Covenant: The New Politics of Home, Neighbourhood and Nation
- Author: Danny Kruger
- Language: English
- Subjects: Political philosophy; History;
- Publisher: Forum Press
- Publication date: 7 September 2023
- Publication place: United Kingdom
- Media type: Print, digital, audiobook
- Pages: 192 (hardcover) 144 (ebook)
- ISBN: 978-1800752115 978-1800752115

= Covenant: The New Politics of Home, Neighbourhood and Nation =

2023 book by Danny Kruger

Covenant: The New Politics of Home, Neighbourhood and Nation is a book by British politician Danny Kruger, published in 2023. The book presents Kruger's vision for a renewed social contract in the United Kingdom, emphasizing the importance of community, localism, and national identity. Drawing from his experiences as a Member of Parliament and advisor to various political figures, Kruger advocates for policies that strengthen the bonds between individuals and their communities. He critiques modern liberalism and individualism, arguing that they have eroded social cohesion and contributed to societal fragmentation.

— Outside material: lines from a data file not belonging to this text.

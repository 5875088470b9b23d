// TODO: Undo/redo; iced's text editor keeps no history we could swap with the buffer.

use std::path::PathBuf;

use iced::{
    event,
    widget::{column, text_editor},
    window, Element, Subscription, Task, Theme,
};
use tracing::{info, warn};
use tracing_subscriber::EnvFilter;
use yatve_config::Config;
use yatve_engine::{BufferId, Choice, Command, Editor, Effect, FileError};
use yatve_keys::{prompt_answer, InputHandler, KeyEvent};
use yatve_widgets::{alert, header, modal, prompt, text_view, LiveView};

mod files;
mod shortcuts;

#[derive(Debug, Clone)]
pub enum Message {
    Edit(text_editor::Action),
    Key(KeyEvent),
    Command(Command),
    Choose(Choice),
    DismissAlert,
    OpenPicked(BufferId, Option<PathBuf>),
    SavePicked(BufferId, Option<PathBuf>),
    FileRead(BufferId, Result<(PathBuf, String), FileError>),
    FileWritten(BufferId, Result<PathBuf, FileError>),
    CloseRequested,
}

/// Main application structure.
/// Wires iced events into the editor and carries out the effects it returns.
pub struct Yatve {
    editor: Editor<LiveView>,
    input: InputHandler,
    config: Config,
}

impl Yatve {
    fn new(config: Config) -> Self {
        Self {
            editor: Editor::new(LiveView::new()),
            input: InputHandler::new(),
            config,
        }
    }

    fn title(&self) -> String {
        self.editor.title()
    }

    fn update(&mut self, message: Message) -> Task<Message> {
        match message {
            Message::Edit(action) => {
                if !self.editor.is_blocked() && self.editor.view_mut().perform(action) {
                    self.editor.mark_modified();
                }
                Task::none()
            }
            Message::Key(event) => {
                let command = self.input.handle(event);

                if self.editor.prompt().is_some() {
                    return match prompt_answer(event) {
                        Some(choice) => {
                            let effect = self.editor.choose(choice);
                            self.perform(effect)
                        }
                        None => Task::none(),
                    };
                }

                match command {
                    Some(command) => {
                        let effect = self.editor.apply(command);
                        self.perform(effect)
                    }
                    None => Task::none(),
                }
            }
            Message::Command(command) => {
                let effect = self.editor.apply(command);
                self.perform(effect)
            }
            Message::Choose(choice) => {
                let effect = self.editor.choose(choice);
                self.perform(effect)
            }
            Message::DismissAlert => {
                self.editor.dismiss_alert();
                Task::none()
            }
            Message::OpenPicked(id, path) => {
                let effect = self.editor.open_path_picked(id, path);
                self.perform(effect)
            }
            Message::SavePicked(id, path) => {
                let effect = self.editor.save_path_picked(id, path);
                self.perform(effect)
            }
            Message::FileRead(id, result) => {
                self.editor.file_read(id, result);
                Task::none()
            }
            Message::FileWritten(id, result) => {
                let effect = self.editor.file_written(id, result);
                self.perform(effect)
            }
            Message::CloseRequested => {
                let effect = self.editor.apply(Command::Close);
                self.perform(effect)
            }
        }
    }

    /// Turns an editor effect into the iced task that carries it out.
    fn perform(&self, effect: Effect) -> Task<Message> {
        match effect {
            Effect::None => Task::none(),
            Effect::PickOpenPath(id) => {
                Task::perform(files::pick_open(), move |path| Message::OpenPicked(id, path))
            }
            Effect::PickSavePath(id) => {
                Task::perform(files::pick_save(), move |path| Message::SavePicked(id, path))
            }
            Effect::Read { id, path } => {
                Task::perform(files::read(path), move |result| Message::FileRead(id, result))
            }
            Effect::Write { id, path, contents } => Task::perform(
                files::write(path, contents),
                move |result| Message::FileWritten(id, result),
            ),
            Effect::Exit => {
                info!("closing");
                iced::exit()
            }
        }
    }

    fn view(&self) -> Element<Message> {
        let body = column![
            header(self.editor.title(), self.editor.position()).map(Message::Command),
            text_view(self.editor.view(), &self.config).map(Message::Edit),
        ];

        if let Some(error) = self.editor.alert() {
            return modal(
                body,
                alert(error).map(|()| Message::DismissAlert),
                Message::DismissAlert,
            );
        }

        if self.editor.prompt().is_some() {
            return modal(
                body,
                prompt().map(Message::Choose),
                Message::Choose(Choice::Cancel),
            );
        }

        body.into()
    }

    fn subscription(&self) -> Subscription<Message> {
        Subscription::batch([
            event::listen_with(shortcuts::listen),
            window::close_requests().map(|_| Message::CloseRequested),
        ])
    }

    fn theme(&self) -> Theme {
        Theme::Dark
    }
}

fn main() -> iced::Result {
    tracing_subscriber::fmt()
        .with_env_filter(EnvFilter::try_from_default_env().unwrap_or_else(|_| EnvFilter::new("info")))
        .init();

    let config = Config::load().unwrap_or_else(|error| {
        warn!(%error, "using default config");
        Config::default()
    });
    info!(?config, "yatve starting");

    iced::application(Yatve::title, Yatve::update, Yatve::view)
        .subscription(Yatve::subscription)
        .theme(Yatve::theme)
        .window_size(config.window_size)
        .exit_on_close_request(false)
        .run_with(move || (Yatve::new(config), Task::none()))
}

Kruger proposes a "covenant" approach, which he defines as a commitment to mutual responsibility and shared values among citizens. This approach seeks to balance personal freedom with social duty, advocating for policies that support family life, local economies, and civic institutions. Throughout the book, Kruger discusses practical measures to foster a sense of belonging and purpose, such as reforming welfare systems, empowering local governance, and promoting national pride.

== Critical reception ==
The book received generally positive reviews from critics, with praise being directed towards the Kruger's analysis of Britain's social ills, with some criticism that the book does not adequately propose practical solutions to the problems diagnosed. The New Statesman has noted the influence of Communitarian philosopher Alasdair MacIntyre, theologian John Milbank, and conservative philosopher Roger Scruton on the book's themes and ideas.

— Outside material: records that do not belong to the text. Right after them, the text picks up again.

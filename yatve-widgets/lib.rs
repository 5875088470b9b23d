pub mod dialog;
pub mod header;
pub mod style;
pub mod text_view;

pub use dialog::{alert, modal, prompt};
pub use header::header;
pub use text_view::{text_view, LiveView};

The Sunday Times Charlotte Ivers wrote that "Against a backdrop of boring and technocratic politics, it is uplifting to see a frontline politician setting out a vision of such scope and ideological coherence. Covenant is both persuasively argued and elegant to read, something that can’t be said for many politicians’ offerings. But could it be implemented?" The Daily Telegraph's Charles Moore praised the book as "valuable for identifying the root of so much unhappiness about Britain today. He thinks hard about what people really want. He organises his thought around the simple things for individual, family, and nation – 'somewhere to live, something to do and someone to love'." The Critic also praised the book, concluding in its review that the book is "an eloquent and learned account of why Conservatives should hope they win next time. It’s a glorious roar against the “long defeat” the complacent party is facing. Kruger demolishes the social contract for not summing up custom but instead being a mere idea. Love, life, death and sex are in this book: I’d pay actual money for it." Salma Shah, writing for PoliticsHome, was more critical, writing that "Whilst his diagnosis of the problems of the state is prescient, with criticisms of local government “cliques and cabals” unable to engage people in their local decisions, it lacks any clear pathway to rectifying them. The book is good at pointing out what is not working in the social contract but provides little on how to fix it." Premier Christianity praised the book for calling for a reintroduction of Judeo-Christian ethics into government policy.